--- Extracted information Enclosed Below ---

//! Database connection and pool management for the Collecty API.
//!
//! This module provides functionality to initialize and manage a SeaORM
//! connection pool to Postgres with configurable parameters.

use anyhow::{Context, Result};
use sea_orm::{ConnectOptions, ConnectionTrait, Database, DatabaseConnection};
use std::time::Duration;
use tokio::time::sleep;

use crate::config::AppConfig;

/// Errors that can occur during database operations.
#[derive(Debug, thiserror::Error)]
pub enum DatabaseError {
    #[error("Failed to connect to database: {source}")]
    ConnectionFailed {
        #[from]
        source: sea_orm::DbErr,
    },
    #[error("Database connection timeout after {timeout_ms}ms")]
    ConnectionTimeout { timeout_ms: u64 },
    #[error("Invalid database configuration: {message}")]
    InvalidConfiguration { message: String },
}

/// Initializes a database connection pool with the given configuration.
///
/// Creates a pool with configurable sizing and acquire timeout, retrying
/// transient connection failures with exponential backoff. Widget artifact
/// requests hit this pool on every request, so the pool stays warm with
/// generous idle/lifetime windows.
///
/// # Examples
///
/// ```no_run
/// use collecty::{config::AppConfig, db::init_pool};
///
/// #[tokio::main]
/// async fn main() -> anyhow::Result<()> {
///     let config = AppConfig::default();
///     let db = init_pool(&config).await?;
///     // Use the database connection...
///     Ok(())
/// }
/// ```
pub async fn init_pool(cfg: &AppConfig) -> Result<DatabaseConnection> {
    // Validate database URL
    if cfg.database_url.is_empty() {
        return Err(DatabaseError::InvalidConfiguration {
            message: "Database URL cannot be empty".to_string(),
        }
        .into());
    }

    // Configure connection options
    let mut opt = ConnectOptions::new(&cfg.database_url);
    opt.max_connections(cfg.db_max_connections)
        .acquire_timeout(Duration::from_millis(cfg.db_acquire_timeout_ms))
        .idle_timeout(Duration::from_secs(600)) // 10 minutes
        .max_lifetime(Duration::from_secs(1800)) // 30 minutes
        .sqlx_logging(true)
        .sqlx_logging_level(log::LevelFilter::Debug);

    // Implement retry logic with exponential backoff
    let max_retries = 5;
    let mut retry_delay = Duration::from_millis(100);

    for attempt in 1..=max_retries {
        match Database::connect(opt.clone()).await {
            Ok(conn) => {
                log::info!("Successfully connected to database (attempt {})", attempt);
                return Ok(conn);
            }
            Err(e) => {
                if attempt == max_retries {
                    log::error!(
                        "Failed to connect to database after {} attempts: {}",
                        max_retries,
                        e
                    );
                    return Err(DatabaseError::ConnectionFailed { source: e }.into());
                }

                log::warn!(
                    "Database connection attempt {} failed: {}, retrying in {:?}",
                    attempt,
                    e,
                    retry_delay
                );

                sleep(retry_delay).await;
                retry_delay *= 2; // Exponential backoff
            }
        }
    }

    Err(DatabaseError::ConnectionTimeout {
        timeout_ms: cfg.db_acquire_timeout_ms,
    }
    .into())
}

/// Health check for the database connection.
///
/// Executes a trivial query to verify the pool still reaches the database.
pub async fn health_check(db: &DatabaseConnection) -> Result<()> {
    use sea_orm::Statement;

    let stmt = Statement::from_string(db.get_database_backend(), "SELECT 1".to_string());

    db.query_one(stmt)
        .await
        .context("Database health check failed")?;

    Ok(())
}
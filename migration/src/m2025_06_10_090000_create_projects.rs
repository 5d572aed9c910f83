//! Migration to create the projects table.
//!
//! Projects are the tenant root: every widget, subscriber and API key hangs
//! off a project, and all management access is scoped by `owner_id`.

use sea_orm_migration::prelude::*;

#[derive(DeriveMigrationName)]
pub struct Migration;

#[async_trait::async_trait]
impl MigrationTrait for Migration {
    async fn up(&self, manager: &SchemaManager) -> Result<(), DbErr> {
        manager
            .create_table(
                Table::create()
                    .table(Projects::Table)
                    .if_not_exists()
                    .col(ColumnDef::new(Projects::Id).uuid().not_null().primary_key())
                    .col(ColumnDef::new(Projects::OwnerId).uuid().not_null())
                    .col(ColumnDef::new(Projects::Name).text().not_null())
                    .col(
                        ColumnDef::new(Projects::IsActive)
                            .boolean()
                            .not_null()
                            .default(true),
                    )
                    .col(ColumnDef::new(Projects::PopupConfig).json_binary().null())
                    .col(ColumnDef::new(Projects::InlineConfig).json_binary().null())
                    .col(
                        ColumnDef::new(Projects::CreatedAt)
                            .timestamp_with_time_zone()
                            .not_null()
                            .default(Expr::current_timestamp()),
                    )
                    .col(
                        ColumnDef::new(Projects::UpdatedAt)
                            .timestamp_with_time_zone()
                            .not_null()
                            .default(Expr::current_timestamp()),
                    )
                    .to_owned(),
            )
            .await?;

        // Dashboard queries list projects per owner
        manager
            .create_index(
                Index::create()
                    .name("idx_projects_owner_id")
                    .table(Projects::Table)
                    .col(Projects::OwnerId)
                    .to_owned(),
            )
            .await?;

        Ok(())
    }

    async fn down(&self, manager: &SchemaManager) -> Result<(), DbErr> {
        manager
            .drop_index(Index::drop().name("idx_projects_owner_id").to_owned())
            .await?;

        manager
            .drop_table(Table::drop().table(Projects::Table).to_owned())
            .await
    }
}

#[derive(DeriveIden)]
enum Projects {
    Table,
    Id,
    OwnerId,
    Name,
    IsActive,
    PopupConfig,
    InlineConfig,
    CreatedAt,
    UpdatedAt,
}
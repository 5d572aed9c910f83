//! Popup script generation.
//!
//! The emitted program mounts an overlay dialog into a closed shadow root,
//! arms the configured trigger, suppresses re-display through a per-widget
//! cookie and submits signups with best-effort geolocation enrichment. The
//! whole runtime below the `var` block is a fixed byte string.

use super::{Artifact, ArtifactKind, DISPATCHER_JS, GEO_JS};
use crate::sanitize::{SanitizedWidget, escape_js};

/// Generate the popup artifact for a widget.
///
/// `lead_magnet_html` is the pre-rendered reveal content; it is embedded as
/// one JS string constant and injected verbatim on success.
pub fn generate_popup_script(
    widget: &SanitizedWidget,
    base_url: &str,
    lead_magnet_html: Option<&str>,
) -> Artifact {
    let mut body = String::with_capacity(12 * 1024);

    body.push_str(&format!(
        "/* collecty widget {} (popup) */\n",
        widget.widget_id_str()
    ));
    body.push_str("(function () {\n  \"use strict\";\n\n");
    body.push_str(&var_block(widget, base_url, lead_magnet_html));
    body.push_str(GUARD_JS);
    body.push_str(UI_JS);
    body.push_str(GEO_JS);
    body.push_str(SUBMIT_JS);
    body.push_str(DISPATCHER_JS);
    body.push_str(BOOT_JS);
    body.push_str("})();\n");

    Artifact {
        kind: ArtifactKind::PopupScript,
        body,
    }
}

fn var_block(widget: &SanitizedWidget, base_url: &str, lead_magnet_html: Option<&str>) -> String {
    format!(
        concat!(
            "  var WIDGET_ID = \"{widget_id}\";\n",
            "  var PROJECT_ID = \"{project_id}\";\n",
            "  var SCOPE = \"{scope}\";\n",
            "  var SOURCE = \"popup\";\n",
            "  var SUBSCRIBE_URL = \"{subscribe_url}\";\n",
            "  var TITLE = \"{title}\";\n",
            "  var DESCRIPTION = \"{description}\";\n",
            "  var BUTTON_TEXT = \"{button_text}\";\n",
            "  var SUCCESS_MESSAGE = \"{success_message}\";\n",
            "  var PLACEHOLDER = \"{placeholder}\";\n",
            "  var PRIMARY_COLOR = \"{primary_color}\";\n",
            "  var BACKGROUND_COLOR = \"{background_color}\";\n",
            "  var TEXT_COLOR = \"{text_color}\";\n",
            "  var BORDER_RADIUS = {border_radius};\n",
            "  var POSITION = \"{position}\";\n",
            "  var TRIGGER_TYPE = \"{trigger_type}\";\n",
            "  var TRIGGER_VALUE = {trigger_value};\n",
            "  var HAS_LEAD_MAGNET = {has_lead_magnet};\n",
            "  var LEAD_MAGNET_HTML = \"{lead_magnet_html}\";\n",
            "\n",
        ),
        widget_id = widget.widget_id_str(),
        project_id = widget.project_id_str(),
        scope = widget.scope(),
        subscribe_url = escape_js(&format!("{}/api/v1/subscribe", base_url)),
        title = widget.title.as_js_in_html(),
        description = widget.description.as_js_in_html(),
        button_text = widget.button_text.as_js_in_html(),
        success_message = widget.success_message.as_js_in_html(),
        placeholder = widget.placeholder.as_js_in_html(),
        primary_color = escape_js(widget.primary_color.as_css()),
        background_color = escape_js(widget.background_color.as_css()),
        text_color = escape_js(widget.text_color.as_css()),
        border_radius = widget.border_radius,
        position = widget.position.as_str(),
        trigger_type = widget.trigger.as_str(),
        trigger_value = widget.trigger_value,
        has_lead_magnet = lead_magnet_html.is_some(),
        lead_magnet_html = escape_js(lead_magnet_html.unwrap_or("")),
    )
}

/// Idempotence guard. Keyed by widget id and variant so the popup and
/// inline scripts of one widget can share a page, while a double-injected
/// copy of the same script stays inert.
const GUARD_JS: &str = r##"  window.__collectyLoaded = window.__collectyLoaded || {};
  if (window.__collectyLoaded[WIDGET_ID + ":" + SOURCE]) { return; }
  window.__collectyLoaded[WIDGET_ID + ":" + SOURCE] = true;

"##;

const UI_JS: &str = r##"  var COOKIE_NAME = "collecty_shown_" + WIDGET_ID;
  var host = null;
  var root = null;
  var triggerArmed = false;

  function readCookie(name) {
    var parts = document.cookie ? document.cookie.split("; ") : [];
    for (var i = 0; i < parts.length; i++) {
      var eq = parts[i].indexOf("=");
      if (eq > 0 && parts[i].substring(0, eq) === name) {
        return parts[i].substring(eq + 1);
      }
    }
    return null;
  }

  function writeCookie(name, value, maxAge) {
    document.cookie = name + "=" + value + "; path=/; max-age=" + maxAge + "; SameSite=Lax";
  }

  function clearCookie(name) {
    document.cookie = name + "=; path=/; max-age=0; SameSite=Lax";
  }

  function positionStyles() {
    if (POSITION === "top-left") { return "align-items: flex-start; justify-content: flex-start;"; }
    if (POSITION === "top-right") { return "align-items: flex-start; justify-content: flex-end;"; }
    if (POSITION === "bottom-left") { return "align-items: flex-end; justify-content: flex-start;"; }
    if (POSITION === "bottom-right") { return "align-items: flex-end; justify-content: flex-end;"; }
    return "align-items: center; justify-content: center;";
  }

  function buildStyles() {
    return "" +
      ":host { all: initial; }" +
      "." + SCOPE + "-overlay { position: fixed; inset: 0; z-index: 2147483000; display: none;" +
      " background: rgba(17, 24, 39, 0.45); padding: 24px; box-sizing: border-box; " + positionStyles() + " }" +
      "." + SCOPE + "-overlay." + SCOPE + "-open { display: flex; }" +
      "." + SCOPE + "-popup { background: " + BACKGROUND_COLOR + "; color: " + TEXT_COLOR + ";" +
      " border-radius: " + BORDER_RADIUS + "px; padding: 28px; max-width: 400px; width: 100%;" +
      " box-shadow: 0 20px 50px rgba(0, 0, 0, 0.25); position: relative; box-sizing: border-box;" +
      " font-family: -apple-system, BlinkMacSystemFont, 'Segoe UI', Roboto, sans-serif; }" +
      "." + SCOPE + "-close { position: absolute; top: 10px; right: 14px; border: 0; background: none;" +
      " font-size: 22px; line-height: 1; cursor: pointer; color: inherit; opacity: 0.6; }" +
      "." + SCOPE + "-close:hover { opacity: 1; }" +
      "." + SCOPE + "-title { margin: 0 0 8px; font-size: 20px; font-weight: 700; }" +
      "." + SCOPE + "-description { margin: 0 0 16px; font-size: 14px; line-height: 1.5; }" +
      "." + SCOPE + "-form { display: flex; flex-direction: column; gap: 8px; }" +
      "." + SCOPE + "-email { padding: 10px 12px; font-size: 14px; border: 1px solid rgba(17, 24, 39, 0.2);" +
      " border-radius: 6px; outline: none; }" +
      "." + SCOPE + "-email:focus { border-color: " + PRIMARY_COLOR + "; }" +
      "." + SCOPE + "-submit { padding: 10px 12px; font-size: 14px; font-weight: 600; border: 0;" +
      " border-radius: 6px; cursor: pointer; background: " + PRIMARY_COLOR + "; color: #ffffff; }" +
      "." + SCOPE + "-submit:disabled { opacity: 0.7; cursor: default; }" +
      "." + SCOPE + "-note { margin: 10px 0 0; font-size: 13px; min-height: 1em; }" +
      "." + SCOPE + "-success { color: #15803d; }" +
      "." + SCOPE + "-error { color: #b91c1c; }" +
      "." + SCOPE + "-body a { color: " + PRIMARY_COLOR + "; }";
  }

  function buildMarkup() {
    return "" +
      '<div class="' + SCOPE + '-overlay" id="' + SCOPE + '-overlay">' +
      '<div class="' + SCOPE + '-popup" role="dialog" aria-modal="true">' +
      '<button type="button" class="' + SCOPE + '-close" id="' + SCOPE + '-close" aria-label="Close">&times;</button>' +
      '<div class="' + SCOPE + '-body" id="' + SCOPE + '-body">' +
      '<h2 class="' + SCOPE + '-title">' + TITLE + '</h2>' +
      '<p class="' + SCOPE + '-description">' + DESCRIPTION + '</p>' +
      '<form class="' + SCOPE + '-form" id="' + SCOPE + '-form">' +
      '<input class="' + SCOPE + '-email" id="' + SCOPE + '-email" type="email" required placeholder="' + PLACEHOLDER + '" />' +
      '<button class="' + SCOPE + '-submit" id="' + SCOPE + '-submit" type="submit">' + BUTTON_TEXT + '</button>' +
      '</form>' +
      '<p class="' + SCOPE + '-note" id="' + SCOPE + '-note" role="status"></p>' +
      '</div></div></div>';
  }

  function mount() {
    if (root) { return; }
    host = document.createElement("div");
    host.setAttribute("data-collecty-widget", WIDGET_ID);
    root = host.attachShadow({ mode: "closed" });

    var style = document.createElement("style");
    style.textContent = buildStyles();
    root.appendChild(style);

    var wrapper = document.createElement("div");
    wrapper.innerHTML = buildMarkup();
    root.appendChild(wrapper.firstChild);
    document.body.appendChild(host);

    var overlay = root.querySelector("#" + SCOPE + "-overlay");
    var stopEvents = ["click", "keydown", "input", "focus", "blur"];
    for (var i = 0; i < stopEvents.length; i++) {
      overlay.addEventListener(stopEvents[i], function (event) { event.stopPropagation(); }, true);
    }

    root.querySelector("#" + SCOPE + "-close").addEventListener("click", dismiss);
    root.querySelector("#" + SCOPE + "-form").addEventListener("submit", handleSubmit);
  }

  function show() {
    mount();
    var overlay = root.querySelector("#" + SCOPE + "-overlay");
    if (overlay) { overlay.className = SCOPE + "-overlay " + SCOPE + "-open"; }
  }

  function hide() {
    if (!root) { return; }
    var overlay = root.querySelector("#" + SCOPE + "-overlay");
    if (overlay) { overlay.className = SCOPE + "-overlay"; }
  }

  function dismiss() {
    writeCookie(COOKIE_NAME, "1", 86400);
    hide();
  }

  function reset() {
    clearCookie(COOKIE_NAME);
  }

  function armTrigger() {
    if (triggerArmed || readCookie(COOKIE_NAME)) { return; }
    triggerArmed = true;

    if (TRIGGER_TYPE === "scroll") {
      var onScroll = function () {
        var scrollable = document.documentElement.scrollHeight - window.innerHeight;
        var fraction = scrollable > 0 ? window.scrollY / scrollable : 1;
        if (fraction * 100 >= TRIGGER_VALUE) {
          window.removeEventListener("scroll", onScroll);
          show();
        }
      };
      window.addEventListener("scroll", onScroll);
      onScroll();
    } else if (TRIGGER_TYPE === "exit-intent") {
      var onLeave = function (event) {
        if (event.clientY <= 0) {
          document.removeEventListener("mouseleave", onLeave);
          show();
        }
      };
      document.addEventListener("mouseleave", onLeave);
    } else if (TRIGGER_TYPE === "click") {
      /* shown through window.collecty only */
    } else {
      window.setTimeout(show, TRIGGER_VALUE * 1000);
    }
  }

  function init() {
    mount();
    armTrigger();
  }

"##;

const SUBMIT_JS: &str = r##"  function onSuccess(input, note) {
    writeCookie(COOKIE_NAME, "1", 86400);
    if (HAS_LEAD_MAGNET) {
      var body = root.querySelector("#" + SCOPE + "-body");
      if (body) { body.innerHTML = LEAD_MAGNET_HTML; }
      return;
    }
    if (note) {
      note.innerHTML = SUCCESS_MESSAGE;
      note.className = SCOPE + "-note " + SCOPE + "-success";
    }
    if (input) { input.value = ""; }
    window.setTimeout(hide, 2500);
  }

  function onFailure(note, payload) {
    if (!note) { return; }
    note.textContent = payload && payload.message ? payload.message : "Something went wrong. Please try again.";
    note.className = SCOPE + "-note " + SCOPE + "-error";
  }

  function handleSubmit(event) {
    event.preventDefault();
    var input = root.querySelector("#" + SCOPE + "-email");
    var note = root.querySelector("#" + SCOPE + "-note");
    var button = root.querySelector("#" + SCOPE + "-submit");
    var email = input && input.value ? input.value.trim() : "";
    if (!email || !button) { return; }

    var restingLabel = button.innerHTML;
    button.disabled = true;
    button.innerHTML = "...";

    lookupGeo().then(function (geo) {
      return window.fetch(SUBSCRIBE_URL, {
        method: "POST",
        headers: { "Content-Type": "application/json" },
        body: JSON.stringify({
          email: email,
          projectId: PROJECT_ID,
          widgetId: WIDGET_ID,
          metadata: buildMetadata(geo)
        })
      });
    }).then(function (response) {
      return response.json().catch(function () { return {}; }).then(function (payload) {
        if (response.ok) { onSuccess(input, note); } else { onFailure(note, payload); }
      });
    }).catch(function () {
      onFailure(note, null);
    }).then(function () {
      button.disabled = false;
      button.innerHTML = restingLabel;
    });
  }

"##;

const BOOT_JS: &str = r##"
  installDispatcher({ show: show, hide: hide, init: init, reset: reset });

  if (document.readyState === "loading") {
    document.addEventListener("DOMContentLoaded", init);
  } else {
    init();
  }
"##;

--- End of Enclosed Extracted information ---

Brief | Wherever a line contains the string "buildStyles", copy that line from the data.

Expected answer |
  function buildStyles() {
    style.textContent = buildStyles();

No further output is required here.